On January 30, 1948, the university announced through state media that it would allow qualified black students to be admitted to the university. Leflar anticipated that Davis would apply, but Davis didn't approve of the policies that would separate black and white law students. Black and white students would be expected to attend separate classes, use separate restrooms and access library materials separately.

Instead of Davis, though, Hunt arrived on campus along with Wiley A Branton, who wanted to enroll in the undergraduate business college; Harold Flowers, a lawyer from Pine Bluff; and Geleve Grice, a photographer. A small crowd of university students gathered outside the law building, but no reports of protest were noted. Branton said that a few students approached their group to shake hands and wish them well. The student newspaper put out a special edition about the enrollment and included an article relating student views about Hunt's enrollment, the larger proportion of which supported his enrollment.

Dean Leflar reviewed Hunt's academic record and admitted him to the School of Law. Because undergraduate programs were offered by AM&N, Branton was refused undergraduate admission. He returned to the university two years later for his law degree.

===Classwork===
Hunt attended segregated law classes, meeting with faculty members in a basement office of the Law School building. Law professors taught a class of white students upstairs and then went downstairs to repeat the class for Hunt. Three to five white students began going downstairs to attend classes with him, partly to show solidarity with his enrollment and partly because the smaller class allowed more access to the professors.

Hunt boarded with an African American family near downtown Fayetteville and walked about a mile and a half to campus each day.
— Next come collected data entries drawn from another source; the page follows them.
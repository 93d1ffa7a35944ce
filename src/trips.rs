//! Vehicle trips
//!
//! Technicians' vehicles report GPS fixes far more often than is useful to
//! store. [`PositionThrottle`] decides which fixes to keep and [`Trip`]
//! accumulates the kept ones into a distance travelled.

use jiff::{SignedDuration, Timestamp};
use serde::{Deserialize, Serialize};
use tracing::trace;

/// Mean earth radius in metres.
pub const EARTH_RADIUS_M: f64 = 6_371_000.0;

/// A single GPS reading.
#[derive(Debug, Copy, Clone, PartialEq, Serialize, Deserialize)]
pub struct GpsFix {
    /// Latitude in decimal degrees
    pub latitude: f64,

    /// Longitude in decimal degrees
    pub longitude: f64,

    /// Reported accuracy radius in metres, if known
    pub accuracy_m: Option<f64>,

    /// When the reading was taken
    pub recorded_at: Timestamp,
}

impl GpsFix {
    /// Create a fix without accuracy information.
    pub fn new(latitude: f64, longitude: f64, recorded_at: Timestamp) -> Self {
        Self {
            latitude,
            longitude,
            accuracy_m: None,
            recorded_at,
        }
    }

    /// Set the accuracy radius.
    #[must_use]
    pub fn with_accuracy(mut self, accuracy_m: f64) -> Self {
        self.accuracy_m = Some(accuracy_m);
        self
    }
}

/// Great-circle distance between two fixes, in metres.
pub fn haversine_m(a: &GpsFix, b: &GpsFix) -> f64 {
    let lat_a = a.latitude.to_radians();
    let lat_b = b.latitude.to_radians();
    let d_lat = (b.latitude - a.latitude).to_radians();
    let d_lon = (b.longitude - a.longitude).to_radians();

    let h = (d_lat / 2.0).sin().powi(2)
        + lat_a.cos() * lat_b.cos() * (d_lon / 2.0).sin().powi(2);

    2.0 * EARTH_RADIUS_M * h.sqrt().min(1.0).asin()
}

/// Drops GPS fixes that arrive too soon after the last kept one.
///
/// A fix is kept when it is the first one, when at least `min_interval` has
/// passed since the last kept fix, or when it is at least `min_distance_m`
/// away from it. Fixes older than the last kept one are always dropped.
#[derive(Debug, Clone)]
pub struct PositionThrottle {
    min_interval: SignedDuration,
    min_distance_m: f64,
    max_accuracy_m: Option<f64>,
    last: Option<GpsFix>,
}

impl PositionThrottle {
    /// Create a throttle with the given interval and distance thresholds.
    pub fn new(min_interval: SignedDuration, min_distance_m: f64) -> Self {
        Self {
            min_interval,
            min_distance_m,
            max_accuracy_m: None,
            last: None,
        }
    }

    /// Also drop fixes whose accuracy radius is larger than `max_accuracy_m`.
    #[must_use]
    pub fn with_max_accuracy(mut self, max_accuracy_m: f64) -> Self {
        self.max_accuracy_m = Some(max_accuracy_m);
        self
    }

    /// Offer a fix, returning it if it should be kept.
    pub fn offer(&mut self, fix: GpsFix) -> Option<GpsFix> {
        if let (Some(max), Some(accuracy)) = (self.max_accuracy_m, fix.accuracy_m)
            && accuracy > max
        {
            trace!(accuracy, max, "dropping inaccurate fix");
            return None;
        }

        if let Some(last) = &self.last {
            if fix.recorded_at < last.recorded_at {
                trace!(at = %fix.recorded_at, last = %last.recorded_at, "dropping stale fix");
                return None;
            }

            let elapsed = fix.recorded_at.duration_since(last.recorded_at);
            let moved = haversine_m(last, &fix);

            if elapsed < self.min_interval && moved < self.min_distance_m {
                return None;
            }
        }

        self.last = Some(fix);

        Some(fix)
    }

    /// The last fix that was kept.
    pub fn last(&self) -> Option<&GpsFix> {
        self.last.as_ref()
    }

    /// Forget the last kept fix, so the next offer is always kept.
    pub fn reset(&mut self) {
        self.last = None;
    }
}

/// The path of a single vehicle trip.
#[derive(Debug, Clone, Default)]
pub struct Trip {
    points: Vec<GpsFix>,
    distance_m: f64,
}

impl Trip {
    /// Create an empty trip.
    pub fn new() -> Self {
        Self::default()
    }

    /// Append a fix to the trip.
    pub fn record(&mut self, fix: GpsFix) {
        if let Some(last) = self.points.last() {
            self.distance_m += haversine_m(last, &fix);
        }

        self.points.push(fix);
    }

    /// Distance travelled, in kilometres.
    pub fn distance_km(&self) -> f64 {
        self.distance_m / 1_000.0
    }

    /// Time between the first and last recorded fix.
    pub fn duration(&self) -> SignedDuration {
        match (self.points.first(), self.points.last()) {
            (Some(first), Some(last)) => last.recorded_at.duration_since(first.recorded_at),
            _ => SignedDuration::ZERO,
        }
    }

    /// Every recorded fix, oldest first.
    pub fn points(&self) -> &[GpsFix] {
        &self.points
    }
}

/// Feeds fixes through a [`PositionThrottle`] into a [`Trip`].
#[derive(Debug, Clone)]
pub struct TripTracker {
    throttle: PositionThrottle,
    trip: Trip,
}

impl TripTracker {
    /// Start tracking a new trip.
    pub fn new(throttle: PositionThrottle) -> Self {
        Self {
            throttle,
            trip: Trip::new(),
        }
    }

    /// Offer a fix; returns `true` if it was recorded.
    pub fn track(&mut self, fix: GpsFix) -> bool {
        let Some(kept) = self.throttle.offer(fix) else {
            return false;
        };

        self.trip.record(kept);

        true
    }

    /// The trip recorded so far.
    pub fn trip(&self) -> &Trip {
        &self.trip
    }

    /// Stop tracking and return the recorded trip.
    pub fn finish(self) -> Trip {
        self.trip
    }
}

#[cfg(test)]
mod tests {
    use testresult::TestResult;

    use super::*;

    fn at(seconds: i64) -> TestResult<Timestamp> {
        Ok(Timestamp::from_second(1_700_000_000 + seconds)?)
    }

    fn throttle() -> PositionThrottle {
        PositionThrottle::new(SignedDuration::from_secs(30), 50.0)
    }

    #[test]
    fn haversine_matches_known_distance() {
        let sao_paulo = GpsFix::new(-23.5505, -46.6333, Timestamp::UNIX_EPOCH);
        let rio = GpsFix::new(-22.9068, -43.1729, Timestamp::UNIX_EPOCH);

        let km = haversine_m(&sao_paulo, &rio) / 1_000.0;

        assert!((km - 360.0).abs() < 5.0, "expected ~360km, got {km}");
    }

    #[test]
    fn haversine_of_same_point_is_zero() {
        let fix = GpsFix::new(-23.5, -46.6, Timestamp::UNIX_EPOCH);

        assert!(haversine_m(&fix, &fix).abs() < f64::EPSILON);
    }

    #[test]
    fn first_fix_is_always_kept() -> TestResult {
        let mut throttle = throttle();

        assert!(throttle.offer(GpsFix::new(-23.5, -46.6, at(0)?)).is_some());

        Ok(())
    }

    #[test]
    fn nearby_fix_inside_interval_is_dropped() -> TestResult {
        let mut throttle = throttle();

        throttle.offer(GpsFix::new(-23.5, -46.6, at(0)?));

        assert!(throttle.offer(GpsFix::new(-23.5001, -46.6, at(10)?)).is_none());

        Ok(())
    }

    #[test]
    fn fix_after_interval_is_kept() -> TestResult {
        let mut throttle = throttle();

        throttle.offer(GpsFix::new(-23.5, -46.6, at(0)?));

        assert!(throttle.offer(GpsFix::new(-23.5, -46.6, at(30)?)).is_some());

        Ok(())
    }

    #[test]
    fn distant_fix_inside_interval_is_kept() -> TestResult {
        let mut throttle = throttle();

        throttle.offer(GpsFix::new(-23.5, -46.6, at(0)?));

        // ~111m north
        assert!(throttle.offer(GpsFix::new(-23.499, -46.6, at(5)?)).is_some());

        Ok(())
    }

    #[test]
    fn stale_and_inaccurate_fixes_are_dropped() -> TestResult {
        let mut throttle = throttle().with_max_accuracy(25.0);

        throttle.offer(GpsFix::new(-23.5, -46.6, at(60)?));

        assert!(throttle.offer(GpsFix::new(-23.4, -46.6, at(0)?)).is_none());
        assert!(
            throttle
                .offer(GpsFix::new(-23.4, -46.6, at(120)?).with_accuracy(80.0))
                .is_none()
        );
        assert_eq!(throttle.last().map(|fix| fix.recorded_at), Some(at(60)?));

        throttle.reset();

        assert!(throttle.last().is_none());

        Ok(())
    }

    #[test]
    fn tracker_records_only_kept_fixes() -> TestResult {
        let mut tracker = TripTracker::new(throttle());

        assert!(tracker.track(GpsFix::new(-23.5, -46.6, at(0)?)));
        assert!(!tracker.track(GpsFix::new(-23.5, -46.6, at(5)?)));
        assert!(tracker.track(GpsFix::new(-23.49, -46.6, at(60)?)));
        assert_eq!(tracker.trip().points().len(), 2);
        assert_eq!(tracker.trip().duration(), SignedDuration::from_secs(60));

        assert!(tracker.track(GpsFix::new(-23.48, -46.6, at(120)?)));

        let trip = tracker.finish();

        assert_eq!(trip.points().len(), 3);
        assert_eq!(trip.duration(), SignedDuration::from_secs(120));
        assert!(
            (trip.distance_km() - 2.22).abs() < 0.01,
            "expected ~2.22km, got {}",
            trip.distance_km()
        );

        Ok(())
    }

    #[test]
    fn empty_trip_has_no_distance_or_duration() {
        let trip = Trip::new();

        assert!(trip.distance_km().abs() < f64::EPSILON);
        assert_eq!(trip.duration(), SignedDuration::ZERO);
    }
}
He attended the full spring semester and part of a summer session. In late July 1948, he suffered a hemorrhage brought on by pulmonary tuberculosis, requiring him to withdraw from school. He died in April 1949 at the veterans hospital in Springfield, Missouri.

==Legacy==
In the fall of 1948, Jackie Shropshire of Little Rock became the second African American student to enroll in the University of Arkansas School of Law. Edith Irby Jones enrolled in the university's medical school in 1948, and Benjamin Franklin Lever enrolled in a graduate program in agronomy in 1949. All three graduated in 1951. The university integrated its undergraduate colleges the same year, although segregation of housing and athletic programs continued into the 1960s.

Hunt's pioneering enrollment is commemorated on the University of Arkansas campus with a sculpture near the location of the old Law School building, now the site of the university's Student Success Center. The university's admissions building was named in honor of him, and the university established the Silas H. Hunt Legacy Award, recognizing African American faculty and alumni for significant contributions to the community, state or nation. The university posthumously awarded Hunt a law degree in 2008 on the 60th anniversary of his enrollment.

Hunt's admission set the stage for African American students to seek enrollment in white public universities across the South. In 1950, a federal court required the University of Virginia to admit Gregory Swanson, who faced hostility on campus and left after a year. North Carolina's School of Law followed the next year, and Tennessee desegregated by 1952, both due to court rulings. Louisiana State University enrolled A.P. Tureaud, Jr., in 1953. Universities in Georgia, Alabama, South Carolina, and Mississippi put off integration until the 1960s.